Implementing Metabolomics Analyses into Galaxy Workflows: Towards Genome-Metabolome Large-Scale Data Fusion

Lead Research Organisation: University of Birmingham
Department Name: Sch of Biosciences

Abstract

"Genomic and post-genomic studies are transforming our mechanistic understanding of organism-environment interactions." While this statement is certainly true, it masks many of the major challenges that have had to be overcome during the last decade. Today, genomics approaches are widely used by researchers from across the breadth of NERC science, utilising established (and ever cheaper) technologies and analysis pipelines, and delivering high impact publications. The same cannot yet be said for metabolomics, which is a considerably less mature approach, both analytically and computationally. The analytical challenges in metabolomics have restricted its use to experts of analytical chemistry, while the computational challenges have restricted the knowledge that can be mined from these rich datasets. Here we address the latter point, drawing from the wisdom and experience of genomics researchers.

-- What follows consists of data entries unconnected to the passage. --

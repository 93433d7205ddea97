use crate::models::indicators::IndicatorKind;
use crate::models::rules::NoteKind;
use serde::{Deserialize, Serialize};

/// An indicator value that took part in a rule decision.
#[derive(Debug, Clone, Copy, PartialEq, Serialize, Deserialize)]
pub struct Reading {
    pub indicator: IndicatorKind,
    pub value: f64,
}

/// A satisfied scoring rule.
#[derive(Debug, Clone, PartialEq, Serialize, Deserialize)]
pub struct RuleHit {
    pub rule: String,
    pub label: String,
    /// Stars the rule is worth.
    pub stars: u8,
    /// Stars that actually counted once the cap was applied.
    pub awarded: u8,
    pub readings: Vec<Reading>,
}

#[derive(Debug, Clone, PartialEq, Serialize, Deserialize)]
pub struct Note {
    pub kind: NoteKind,
    pub label: String,
}

#[derive(Debug, Clone, Copy, PartialEq, Eq, Serialize, Deserialize)]
#[serde(rename_all = "SCREAMING_SNAKE_CASE")]
pub enum Outlook {
    StrongBuy,
    Accumulation,
    NeutralWait,
}

impl Outlook {
    pub fn from_stars(stars: u8) -> Self {
        match stars {
            s if s >= 4 => Outlook::StrongBuy,
            s if s >= 2 => Outlook::Accumulation,
            _ => Outlook::NeutralWait,
        }
    }

    pub fn label(&self) -> &'static str {
        match self {
            Outlook::StrongBuy => "STRONG BUY",
            Outlook::Accumulation => "ACCUMULATION",
            Outlook::NeutralWait => "NEUTRAL/WAIT",
        }
    }
}

/// Composite star score for one admitted ticker.
#[derive(Debug, Clone, PartialEq, Serialize, Deserialize)]
pub struct ScoreResult {
    pub stars: u8,
    pub raw_stars: u32,
    pub hits: Vec<RuleHit>,
    pub outlook: Outlook,
    #[serde(default, skip_serializing_if = "Vec::is_empty")]
    pub notes: Vec<Note>,
}

impl ScoreResult {
    pub fn hit(&self, rule: &str) -> Option<&RuleHit> {
        self.hits.iter().find(|h| h.rule == rule)
    }
}
//! SMA (Simple Moving Average) indicator

use crate::common::math;
use crate::models::bars::Bar;

/// Calculate the SMA of closes for a specific period
pub fn calculate_sma(bars: &[Bar], period: usize) -> Option<f64> {
    let closes: Vec<f64> = bars.iter().map(|b| b.close).collect();
    math::sma(&closes, period)
}

/// The long-term trend line (200 bars)
pub fn calculate_sma200(bars: &[Bar]) -> Option<f64> {
    calculate_sma(bars, 200)
}
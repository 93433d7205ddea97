//! Pre-screening safety gate.
//!
//! Conditions are checked in a fixed order and the first failure decides the
//! rejection reason:
//! 1. history shorter than `min_history_bars` → `INSUFFICIENT_HISTORY`
//! 2. latest close below `min_price` → `PENNY_PRICE`
//! 3. average volume below `min_avg_volume`, or average turnover below
//!    `min_avg_turnover` → `ILLIQUID_VOLUME`

use crate::config::SafetyConfig;
use crate::models::indicators::IndicatorVector;
use crate::models::screen::{RejectionReason, SafetyVerdict};

/// The values the gate looks at.
#[derive(Debug, Clone, Copy, PartialEq)]
pub struct SafetyInput {
    pub close: Option<f64>,
    pub avg_volume: Option<f64>,
    pub bar_count: usize,
}

impl From<&IndicatorVector> for SafetyInput {
    fn from(values: &IndicatorVector) -> Self {
        Self {
            close: values.close,
            avg_volume: values.avg_volume,
            bar_count: values.bar_count,
        }
    }
}

pub struct SafetyFilter;

impl SafetyFilter {
    pub fn evaluate(input: SafetyInput, config: &SafetyConfig) -> SafetyVerdict {
        if input.bar_count < config.min_history_bars {
            return SafetyVerdict::reject(
                RejectionReason::InsufficientHistory,
                format!("{} bars < {}", input.bar_count, config.min_history_bars),
            );
        }

        let close = match input.close {
            Some(close) if close >= config.min_price => close,
            Some(close) => {
                return SafetyVerdict::reject(
                    RejectionReason::PennyPrice,
                    format!("price {close} < {}", config.min_price),
                )
            }
            None => {
                return SafetyVerdict::reject(RejectionReason::PennyPrice, "price undefined")
            }
        };

        let avg_volume = match input.avg_volume {
            Some(v) if v >= config.min_avg_volume => v,
            Some(v) => {
                return SafetyVerdict::reject(
                    RejectionReason::IlliquidVolume,
                    format!("avg volume {v:.0} < {}", config.min_avg_volume),
                )
            }
            None => {
                return SafetyVerdict::reject(
                    RejectionReason::IlliquidVolume,
                    "avg volume undefined",
                )
            }
        };

        if let Some(min_turnover) = config.min_avg_turnover {
            let turnover = avg_volume * close;
            if turnover < min_turnover {
                return SafetyVerdict::reject(
                    RejectionReason::IlliquidVolume,
                    format!("avg turnover {turnover:.0} < {min_turnover}"),
                );
            }
        }

        SafetyVerdict::admit()
    }

    pub fn evaluate_indicators(values: &IndicatorVector, config: &SafetyConfig) -> SafetyVerdict {
        Self::evaluate(SafetyInput::from(values), config)
    }
}
//! Star scoring over the declarative rule table

use crate::config::ScoringConfig;
use crate::models::indicators::IndicatorVector;
use crate::models::rules::{LogicalOperator, ScoringRule};
use crate::models::score::{Note, Outlook, Reading, RuleHit, ScoreResult};
use std::collections::HashSet;

pub struct ScoringEngine;

impl ScoringEngine {
    /// Score an admitted ticker's indicators.
    ///
    /// Every satisfied rule is recorded as a hit, even once the cap is
    /// reached; `awarded` on each hit shows what it contributed to the
    /// capped total.
    pub fn score(values: &IndicatorVector, config: &ScoringConfig) -> ScoreResult {
        let mut claimed_groups: HashSet<&str> = HashSet::new();
        let mut hits = Vec::new();
        let mut raw_stars: u32 = 0;
        let mut counted: u8 = 0;

        for rule in &config.rules {
            if let Some(group) = rule.group.as_deref() {
                if claimed_groups.contains(group) {
                    continue;
                }
            }
            if !Self::is_satisfied(rule, values) {
                continue;
            }
            if let Some(group) = rule.group.as_deref() {
                claimed_groups.insert(group);
            }

            let awarded = rule.stars.min(config.max_stars.saturating_sub(counted));
            counted += awarded;
            raw_stars += u32::from(rule.stars);

            hits.push(RuleHit {
                rule: rule.name.clone(),
                label: rule.label.clone(),
                stars: rule.stars,
                awarded,
                readings: Self::readings(rule, values),
            });
        }

        let stars = clamp_stars(raw_stars, config.max_stars);
        let notes = config
            .notes
            .iter()
            .filter(|n| n.condition.evaluate(values))
            .map(|n| Note {
                kind: n.kind,
                label: n.label.clone(),
            })
            .collect();

        ScoreResult {
            stars,
            raw_stars,
            hits,
            outlook: Outlook::from_stars(stars),
            notes,
        }
    }

    fn is_satisfied(rule: &ScoringRule, values: &IndicatorVector) -> bool {
        if rule.conditions.is_empty() {
            return false;
        }
        match rule.operator {
            LogicalOperator::And => rule.conditions.iter().all(|c| c.evaluate(values)),
            LogicalOperator::Or => rule.conditions.iter().any(|c| c.evaluate(values)),
        }
    }

    fn readings(rule: &ScoringRule, values: &IndicatorVector) -> Vec<Reading> {
        let mut readings: Vec<Reading> = Vec::new();
        for kind in rule.conditions.iter().flat_map(|c| c.inputs()) {
            if readings.iter().any(|r| r.indicator == kind) {
                continue;
            }
            if let Some(value) = values.get(kind) {
                readings.push(Reading {
                    indicator: kind,
                    value,
                });
            }
        }
        readings
    }
}

/// Clamp a raw star sum to `[0, max_stars]`.
pub fn clamp_stars(raw: u32, max_stars: u8) -> u8 {
    raw.min(u32::from(max_stars)) as u8
}
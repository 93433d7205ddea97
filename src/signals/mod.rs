//! Safety gate, rule scoring and the per-ticker pipeline.

pub mod engine;
pub mod rules;
pub mod safety;
pub mod scoring;

pub use engine::{SignalEngine, TickerOutcome};
pub use rules::{default_note_rules, default_rules};
pub use safety::{SafetyFilter, SafetyInput};
pub use scoring::{clamp_stars, ScoringEngine};
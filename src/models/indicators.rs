use chrono::{DateTime, Utc};
use serde::{Deserialize, Serialize};
use std::fmt;

/// Names the scalar fields of an [`IndicatorVector`] so rules can refer to
/// them as data.
#[derive(Debug, Clone, Copy, PartialEq, Eq, Hash, Serialize, Deserialize)]
#[serde(rename_all = "SCREAMING_SNAKE_CASE")]
pub enum IndicatorKind {
    Rvol,
    MaxRvol,
    Cmf,
    Mfi,
    Vwap,
    Sma200,
    Rsi,
    Close,
    Volume,
    AvgVolume,
}

impl IndicatorKind {
    pub fn name(&self) -> &'static str {
        match self {
            IndicatorKind::Rvol => "RVOL",
            IndicatorKind::MaxRvol => "MAX_RVOL",
            IndicatorKind::Cmf => "CMF",
            IndicatorKind::Mfi => "MFI",
            IndicatorKind::Vwap => "VWAP",
            IndicatorKind::Sma200 => "SMA200",
            IndicatorKind::Rsi => "RSI",
            IndicatorKind::Close => "close",
            IndicatorKind::Volume => "volume",
            IndicatorKind::AvgVolume => "avg_volume",
        }
    }
}

impl fmt::Display for IndicatorKind {
    fn fmt(&self, f: &mut fmt::Formatter<'_>) -> fmt::Result {
        f.write_str(self.name())
    }
}

/// Indicator values for the latest bar of a series.
///
/// `None` marks an indicator that could not be computed (too little
/// history, zero volume, non-finite arithmetic). Consumers must treat it as
/// failing any comparison.
#[derive(Debug, Clone, Default, PartialEq, Serialize, Deserialize)]
pub struct IndicatorVector {
    pub rvol: Option<f64>,
    /// Highest RVOL over the recent peak window, latest bar included.
    pub max_rvol: Option<f64>,
    pub cmf: Option<f64>,
    pub mfi: Option<f64>,
    pub vwap: Option<f64>,
    pub sma200: Option<f64>,
    pub rsi: Option<f64>,
    pub close: Option<f64>,
    pub volume: Option<f64>,
    pub avg_volume: Option<f64>,
    pub bar_count: usize,
}

impl IndicatorVector {
    pub fn get(&self, kind: IndicatorKind) -> Option<f64> {
        match kind {
            IndicatorKind::Rvol => self.rvol,
            IndicatorKind::MaxRvol => self.max_rvol,
            IndicatorKind::Cmf => self.cmf,
            IndicatorKind::Mfi => self.mfi,
            IndicatorKind::Vwap => self.vwap,
            IndicatorKind::Sma200 => self.sma200,
            IndicatorKind::Rsi => self.rsi,
            IndicatorKind::Close => self.close,
            IndicatorKind::Volume => self.volume,
            IndicatorKind::AvgVolume => self.avg_volume,
        }
    }

    pub fn with(mut self, kind: IndicatorKind, value: Option<f64>) -> Self {
        let slot = match kind {
            IndicatorKind::Rvol => &mut self.rvol,
            IndicatorKind::MaxRvol => &mut self.max_rvol,
            IndicatorKind::Cmf => &mut self.cmf,
            IndicatorKind::Mfi => &mut self.mfi,
            IndicatorKind::Vwap => &mut self.vwap,
            IndicatorKind::Sma200 => &mut self.sma200,
            IndicatorKind::Rsi => &mut self.rsi,
            IndicatorKind::Close => &mut self.close,
            IndicatorKind::Volume => &mut self.volume,
            IndicatorKind::AvgVolume => &mut self.avg_volume,
        };
        *slot = value.filter(|v| v.is_finite());
        self
    }

    pub fn with_bar_count(mut self, bar_count: usize) -> Self {
        self.bar_count = bar_count;
        self
    }
}

/// Per-bar indicator columns for charting one ticker.
///
/// Every column has one entry per bar; entries before an indicator's
/// lookback is satisfied are `None`.
#[derive(Debug, Clone, Default, PartialEq, Serialize, Deserialize)]
pub struct IndicatorFrame {
    pub symbol: String,
    pub timestamps: Vec<DateTime<Utc>>,
    pub close: Vec<f64>,
    pub sma200: Vec<Option<f64>>,
    pub vwap: Vec<Option<f64>>,
    pub bollinger_upper: Vec<Option<f64>>,
    pub bollinger_lower: Vec<Option<f64>>,
    pub rsi: Vec<Option<f64>>,
    pub cmf: Vec<Option<f64>>,
    pub rvol: Vec<Option<f64>>,
}

impl IndicatorFrame {
    pub fn len(&self) -> usize {
        self.close.len()
    }

    pub fn is_empty(&self) -> bool {
        self.close.is_empty()
    }

    /// Keep only the last `count` bars.
    pub fn tail(mut self, count: usize) -> Self {
        let start = self.len().saturating_sub(count);
        self.timestamps.drain(..start);
        self.close.drain(..start);
        for column in [
            &mut self.sma200,
            &mut self.vwap,
            &mut self.bollinger_upper,
            &mut self.bollinger_lower,
            &mut self.rsi,
            &mut self.cmf,
            &mut self.rvol,
        ] {
            column.drain(..start);
        }
        self
    }
}
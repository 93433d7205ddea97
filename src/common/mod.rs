//! Small numeric helpers shared by the indicators.

pub mod math;
//! Bollinger Bands indicator

use crate::common::math;
use serde::{Deserialize, Serialize};

#[derive(Debug, Clone, Copy, PartialEq, Serialize, Deserialize)]
pub struct BollingerBands {
    pub upper: f64,
    pub middle: f64,
    pub lower: f64,
}

/// Calculate Bollinger Bands
///
/// Middle Band = SMA(period)
/// Upper Band = Middle + (std_dev * standard deviation)
/// Lower Band = Middle - (std_dev * standard deviation)
pub fn calculate_bollinger_bands(
    closes: &[f64],
    period: usize,
    std_dev: f64,
) -> Option<BollingerBands> {
    let middle = math::sma(closes, period)?;
    let std = math::standard_deviation(closes, period)?;

    Some(BollingerBands {
        upper: middle + (std_dev * std),
        middle,
        lower: middle - (std_dev * std),
    })
}

/// Calculate Bollinger Bands with default parameters (20 SMA, 2σ)
pub fn calculate_bollinger_bands_default(closes: &[f64]) -> Option<BollingerBands> {
    calculate_bollinger_bands(closes, 20, 2.0)
}
//! Volume indicators: RVOL, CMF, MFI, VWAP

pub mod cmf;
pub mod mfi;
pub mod rvol;
pub mod vwap;

pub use cmf::*;
pub use mfi::*;
pub use rvol::*;
pub use vwap::*;
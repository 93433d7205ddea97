//! Data-access collaborators.

pub mod json_store;
pub mod market_data;

pub use json_store::JsonDirectoryMarketData;
pub use market_data::{DataUnavailable, InMemoryMarketData, MarketDataProvider};
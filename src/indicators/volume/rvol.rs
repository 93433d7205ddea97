//! RVOL (Relative Volume) indicator

use crate::common::math;
use crate::indicators::columns::BarColumns;
use crate::models::bars::Bar;

/// Latest volume divided by the mean volume of the `period` bars before it.
///
/// The latest bar is excluded from its own baseline, so `period + 1` bars
/// are required. A zero baseline yields `None`.
pub fn relative_volume(volumes: &[f64], period: usize) -> Option<f64> {
    if period == 0 || volumes.len() < period + 1 {
        return None;
    }
    let (latest, history) = volumes.split_last()?;
    let baseline = math::sma(history, period)?;
    if baseline <= 0.0 {
        return None;
    }
    math::finite(latest / baseline)
}

/// Highest RVOL among the last `window` bars, latest included.
///
/// One pass over the tail with a running baseline sum. Bars whose RVOL is
/// undefined are skipped; `None` when none in the window is defined.
pub fn peak_relative_volume(volumes: &[f64], period: usize, window: usize) -> Option<f64> {
    if period == 0 || window == 0 || volumes.len() < period + 1 {
        return None;
    }
    let first = volumes.len().saturating_sub(window).max(period);
    let mut baseline_sum: f64 = volumes[first - period..first].iter().sum();
    let mut peak: Option<f64> = None;

    for i in first..volumes.len() {
        if i > first {
            baseline_sum += volumes[i - 1];
            baseline_sum -= volumes[i - 1 - period];
        }
        let baseline = baseline_sum / period as f64;
        if baseline <= 0.0 {
            continue;
        }
        if let Some(rvol) = math::finite(volumes[i] / baseline) {
            peak = Some(peak.map_or(rvol, |p| p.max(rvol)));
        }
    }
    peak
}

/// Mean volume of the trailing `period` bars, latest included.
pub fn average_volume(volumes: &[f64], period: usize) -> Option<f64> {
    math::sma(volumes, period)
}

pub fn calculate_rvol(bars: &[Bar], period: usize) -> Option<f64> {
    relative_volume(&BarColumns::from_bars(bars).volume, period)
}

/// Calculate RVOL with default period (20)
pub fn calculate_rvol_default(bars: &[Bar]) -> Option<f64> {
    calculate_rvol(bars, 20)
}
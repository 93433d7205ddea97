//! Indicator registry: category and lookback of each indicator

use crate::config::{IndicatorConfig, VwapWindow};
use crate::models::indicators::IndicatorKind;

/// Indicator category
#[derive(Debug, Clone, Copy, PartialEq, Eq, Hash)]
pub enum IndicatorCategory {
    Momentum,
    Trend,
    Volume,
    Price,
}

pub struct IndicatorRegistry;

impl IndicatorRegistry {
    pub fn category(kind: IndicatorKind) -> IndicatorCategory {
        match kind {
            IndicatorKind::Rsi | IndicatorKind::Mfi => IndicatorCategory::Momentum,
            IndicatorKind::Sma200 | IndicatorKind::Vwap => IndicatorCategory::Trend,
            IndicatorKind::Rvol
            | IndicatorKind::MaxRvol
            | IndicatorKind::Cmf
            | IndicatorKind::Volume
            | IndicatorKind::AvgVolume => IndicatorCategory::Volume,
            IndicatorKind::Close => IndicatorCategory::Price,
        }
    }

    /// Minimum number of bars for `kind` to be defined under `config`.
    ///
    /// `MaxRvol` counts the bars for every RVOL in its peak window to be
    /// defined, not just the latest.
    pub fn lookback(kind: IndicatorKind, config: &IndicatorConfig) -> usize {
        match kind {
            IndicatorKind::Rvol => config.rvol_period + 1,
            IndicatorKind::MaxRvol => config.rvol_period + config.peak_rvol_window,
            IndicatorKind::Cmf => config.cmf_period,
            IndicatorKind::Mfi => config.mfi_period + 1,
            IndicatorKind::Rsi => config.rsi_period + 1,
            IndicatorKind::Sma200 => config.sma_period,
            IndicatorKind::Vwap => match config.vwap {
                VwapWindow::Rolling(n) => n,
                VwapWindow::Session => 1,
            },
            IndicatorKind::AvgVolume => config.liquidity_period,
            IndicatorKind::Close | IndicatorKind::Volume => 1,
        }
    }

    /// Get all indicators
    pub fn all() -> Vec<IndicatorKind> {
        vec![
            IndicatorKind::Rvol,
            IndicatorKind::MaxRvol,
            IndicatorKind::Cmf,
            IndicatorKind::Mfi,
            IndicatorKind::Vwap,
            IndicatorKind::Sma200,
            IndicatorKind::Rsi,
            IndicatorKind::Close,
            IndicatorKind::Volume,
            IndicatorKind::AvgVolume,
        ]
    }
}
//! Application state shared by handlers

use std::sync::Arc;

use crate::infrastructure::rate_limiter::RateLimiter;
use crate::infrastructure::services::CatalogService;

/// Application state handed to every handler
#[derive(Clone, Debug)]
pub struct AppState {
    pub catalog: Arc<CatalogService>,
    /// `None` when rate limiting is disabled
    pub rate_limiter: Option<Arc<RateLimiter>>,
}

impl AppState {
    pub fn new(catalog: Arc<CatalogService>) -> Self {
        Self {
            catalog,
            rate_limiter: None,
        }
    }

    pub fn with_rate_limiter(mut self, rate_limiter: Arc<RateLimiter>) -> Self {
        self.rate_limiter = Some(rate_limiter);
        self
    }
}
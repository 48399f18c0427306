//! Product entity and create payload

use chrono::{DateTime, Utc};
use rust_decimal::Decimal;
use serde::{Deserialize, Serialize};
use uuid::Uuid;

use super::validation::{validate_product_input, ProductValidationError};

/// Product identifier, assigned by the store on insert
#[derive(Debug, Clone, Copy, PartialEq, Eq, Hash, Serialize, Deserialize)]
#[serde(transparent)]
pub struct ProductId(Uuid);

impl ProductId {
    /// Generate a fresh random identifier
    pub fn generate() -> Self {
        Self(Uuid::new_v4())
    }

    pub fn as_uuid(&self) -> &Uuid {
        &self.0
    }
}

impl From<Uuid> for ProductId {
    fn from(value: Uuid) -> Self {
        Self(value)
    }
}

impl std::fmt::Display for ProductId {
    fn fmt(&self, f: &mut std::fmt::Formatter<'_>) -> std::fmt::Result {
        write!(f, "{}", self.0)
    }
}

/// A catalog product as persisted by the store
///
/// `id` and `created_at` are fixed at insert time and never change.
#[derive(Debug, Clone, PartialEq, Serialize, Deserialize)]
#[serde(rename_all = "camelCase")]
pub struct Product {
    id: ProductId,
    name: String,
    description: String,
    price: Decimal,
    category: String,
    stock: u64,
    created_at: DateTime<Utc>,
}

impl Product {
    pub fn id(&self) -> &ProductId {
        &self.id
    }

    pub fn name(&self) -> &str {
        &self.name
    }

    pub fn description(&self) -> &str {
        &self.description
    }

    pub fn price(&self) -> Decimal {
        self.price
    }

    pub fn category(&self) -> &str {
        &self.category
    }

    pub fn stock(&self) -> u64 {
        self.stock
    }

    pub fn created_at(&self) -> DateTime<Utc> {
        self.created_at
    }
}

/// Untrusted create payload, as received from a caller
#[derive(Debug, Clone, PartialEq, Serialize, Deserialize)]
pub struct ProductInput {
    #[serde(default)]
    pub name: String,
    #[serde(default)]
    pub description: String,
    pub price: Decimal,
    #[serde(default)]
    pub category: String,
    pub stock: i64,
}

impl ProductInput {
    pub fn new(
        name: impl Into<String>,
        description: impl Into<String>,
        price: Decimal,
        category: impl Into<String>,
        stock: i64,
    ) -> Self {
        Self {
            name: name.into(),
            description: description.into(),
            price,
            category: category.into(),
            stock,
        }
    }

    /// Check the price and stock invariants, producing an insertable product
    pub fn validate(self) -> Result<NewProduct, ProductValidationError> {
        validate_product_input(&self)?;

        let stock = u64::try_from(self.stock)
            .map_err(|_| ProductValidationError::NegativeStock { value: self.stock })?;

        Ok(NewProduct {
            name: self.name,
            description: self.description,
            price: self.price,
            category: self.category,
            stock,
        })
    }
}

/// A validated payload, ready for the store to assign identity and timestamp
#[derive(Debug, Clone, PartialEq)]
pub struct NewProduct {
    name: String,
    description: String,
    price: Decimal,
    category: String,
    stock: u64,
}

impl NewProduct {
    pub fn name(&self) -> &str {
        &self.name
    }

    pub fn price(&self) -> Decimal {
        self.price
    }

    pub fn stock(&self) -> u64 {
        self.stock
    }

    /// Materialize the product with store-assigned identity and creation time
    pub fn into_product(self, id: ProductId, created_at: DateTime<Utc>) -> Product {
        Product {
            id,
            name: self.name,
            description: self.description,
            price: self.price,
            category: self.category,
            stock: self.stock,
            created_at,
        }
    }
}

#[cfg(test)]
mod tests {
    use super::*;
    use rust_decimal::Decimal;

    fn sample_input() -> ProductInput {
        ProductInput::new("Desk Lamp", "LED, dimmable", Decimal::new(2999, 2), "lighting", 12)
    }

    #[test]
    fn test_validate_accepts_zero_price_and_stock() {
        let input = ProductInput::new("Sticker", "", Decimal::ZERO, "misc", 0);
        let new_product = input.validate().unwrap();

        assert_eq!(new_product.price(), Decimal::ZERO);
        assert_eq!(new_product.stock(), 0);
    }

    #[test]
    fn test_into_product_keeps_payload_fields() {
        let id = ProductId::generate();
        let created_at = Utc::now();
        let product = sample_input().validate().unwrap().into_product(id, created_at);

        assert_eq!(product.id(), &id);
        assert_eq!(product.name(), "Desk Lamp");
        assert_eq!(product.description(), "LED, dimmable");
        assert_eq!(product.price(), Decimal::new(2999, 2));
        assert_eq!(product.category(), "lighting");
        assert_eq!(product.stock(), 12);
        assert_eq!(product.created_at(), created_at);
    }

    #[test]
    fn test_product_json_uses_camel_case() {
        let product = sample_input()
            .validate()
            .unwrap()
            .into_product(ProductId::generate(), Utc::now());

        let json = serde_json::to_value(&product).unwrap();
        assert!(json.get("createdAt").is_some());
        assert!(json.get("id").is_some());
        assert_eq!(json["stock"], 12);
    }

    #[test]
    fn test_input_deserializes_with_defaults() {
        let input: ProductInput = serde_json::from_str(r#"{"price": 5, "stock": 3}"#).unwrap();

        assert_eq!(input.name, "");
        assert_eq!(input.category, "");
        assert_eq!(input.price, Decimal::new(5, 0));
        assert_eq!(input.stock, 3);
    }

    #[test]
    fn test_input_accepts_string_price() {
        let input: ProductInput =
            serde_json::from_str(r#"{"name": "Mug", "price": "12.50", "stock": 1}"#).unwrap();

        assert_eq!(input.price, Decimal::new(1250, 2));
    }
}
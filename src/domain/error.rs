use thiserror::Error;

/// Core domain errors
#[derive(Debug, Error)]
pub enum DomainError {
    #[error("Invalid argument: {message}")]
    InvalidArgument { message: String },

    #[error("Store unavailable: {message}")]
    StoreUnavailable { message: String },

    #[error("Cache error: {message}")]
    Cache { message: String },

    #[error("Configuration error: {message}")]
    Configuration { message: String },

    #[error("Internal error: {message}")]
    Internal { message: String },
}

impl DomainError {
    pub fn invalid_argument(message: impl Into<String>) -> Self {
        Self::InvalidArgument {
            message: message.into(),
        }
    }

    pub fn store_unavailable(message: impl Into<String>) -> Self {
        Self::StoreUnavailable {
            message: message.into(),
        }
    }

    pub fn cache(message: impl Into<String>) -> Self {
        Self::Cache {
            message: message.into(),
        }
    }

    pub fn configuration(message: impl Into<String>) -> Self {
        Self::Configuration {
            message: message.into(),
        }
    }

    pub fn internal(message: impl Into<String>) -> Self {
        Self::Internal {
            message: message.into(),
        }
    }

    /// Folds any store-side failure into `StoreUnavailable`, keeping the message
    pub fn into_store_unavailable(self) -> Self {
        match self {
            Self::StoreUnavailable { .. } => self,
            Self::InvalidArgument { message }
            | Self::Cache { message }
            | Self::Configuration { message }
            | Self::Internal { message } => Self::StoreUnavailable { message },
        }
    }

    pub fn is_store_unavailable(&self) -> bool {
        matches!(self, Self::StoreUnavailable { .. })
    }

    pub fn is_invalid_argument(&self) -> bool {
        matches!(self, Self::InvalidArgument { .. })
    }
}
//! Security response headers

use axum::{
    body::Body,
    http::{header, HeaderName, HeaderValue, Request},
    middleware::Next,
    response::Response,
};

const SECURITY_HEADERS: [(HeaderName, &str); 6] = [
    (header::X_CONTENT_TYPE_OPTIONS, "nosniff"),
    (header::X_FRAME_OPTIONS, "DENY"),
    (header::REFERRER_POLICY, "no-referrer"),
    (
        header::CONTENT_SECURITY_POLICY,
        "default-src 'none'; frame-ancestors 'none'",
    ),
    (
        header::STRICT_TRANSPORT_SECURITY,
        "max-age=31536000; includeSubDomains",
    ),
    (header::X_DNS_PREFETCH_CONTROL, "off"),
];

/// Adds the security headers to every response.
/// `Cache-Control` is only set when the handler did not set one.
pub async fn security_headers_middleware(request: Request<Body>, next: Next) -> Response {
    let mut response = next.run(request).await;
    let headers = response.headers_mut();

    for (name, value) in SECURITY_HEADERS {
        headers.insert(name, HeaderValue::from_static(value));
    }

    headers
        .entry(header::CACHE_CONTROL)
        .or_insert(HeaderValue::from_static("no-store"));

    response
}

#[cfg(test)]
mod tests {
    use super::*;
    use axum::{middleware, routing::get, Router};
    use tower::ServiceExt;

    #[tokio::test]
    async fn test_headers_added() {
        let app = Router::new()
            .route("/", get(|| async { "ok" }))
            .layer(middleware::from_fn(security_headers_middleware));

        let response = app
            .oneshot(Request::builder().uri("/").body(Body::empty()).unwrap())
            .await
            .unwrap();

        let headers = response.headers();
        assert_eq!(headers[header::X_CONTENT_TYPE_OPTIONS], "nosniff");
        assert_eq!(headers[header::X_FRAME_OPTIONS], "DENY");
        assert_eq!(headers[header::CACHE_CONTROL], "no-store");
        assert!(headers.contains_key(header::STRICT_TRANSPORT_SECURITY));
    }

    #[tokio::test]
    async fn test_existing_cache_control_kept() {
        let app = Router::new()
            .route(
                "/",
                get(|| async { ([(header::CACHE_CONTROL, "max-age=60")], "ok") }),
            )
            .layer(middleware::from_fn(security_headers_middleware));

        let response = app
            .oneshot(Request::builder().uri("/").body(Body::empty()).unwrap())
            .await
            .unwrap();

        assert_eq!(response.headers()[header::CACHE_CONTROL], "max-age=60");
    }
}
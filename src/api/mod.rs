//! API layer - HTTP endpoints and middleware

pub mod catalog;
pub mod health;
pub mod middleware;
pub mod router;
pub mod state;
pub mod types;

pub use router::create_router;
pub use state::AppState;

One of the reasons for the success of environmental genomics is that biologists, without an in-depth knowledge of biostatistics and programming, have been able to construct and execute Next Gen Sequencing (NGS) data analyses using standardised workflows. Galaxy (http://galaxyproject.org/) - headlined as "Online bioinformatics analysis for everyone" - has emerged as the leading open-source workflow platform for NGS data analysis, with many standard processing tools accessible from its Web-based user interface. This workflow software is also being applied successfully to proteomics and chemo-informatics. Researchers at BGI (Beijing Genomics Institute) in China, our Project Partner on this application, have considerable expertise in Galaxy, since this web-based data analysis and workflow system forms the basis of its data analysis platform. They also have close links with the Galaxy development team.

We propose to 'hop' Dr Davidson from Professor Viant's environmental metabolomics laboratory and NBAF-B at the University of Birmingham into a computational laboratory at BGI-Hong Kong. Here he will gain specialist expertise in Galaxy workflows and implement our existing metabolomics pipelines into Galaxy. This is an extremely important step towards making metabolomics analysis pipelines more effective (by integrating powerful algorithms from the ever growing toolbox of metabolomics analysis methods), more standardised (enabling greater cross comparison of results from different studies), and considerably more accessible to biologists. Our aim is for both data and analysis tools to be accessible from a software platform that provides a single, user-friendly interface for developing computational pipelines in a form that can be shared and reused by the environmental community. Ultimately this will facilitate the integration of genomic and metabolomic datasets, enabling novel studies of the mechanisms underpinning stress responses of organisms within our environment. Here we will focus on the analysis of multi-omics datasets of Daphnia spp., to further investigate the molecular responses to environmental toxicants.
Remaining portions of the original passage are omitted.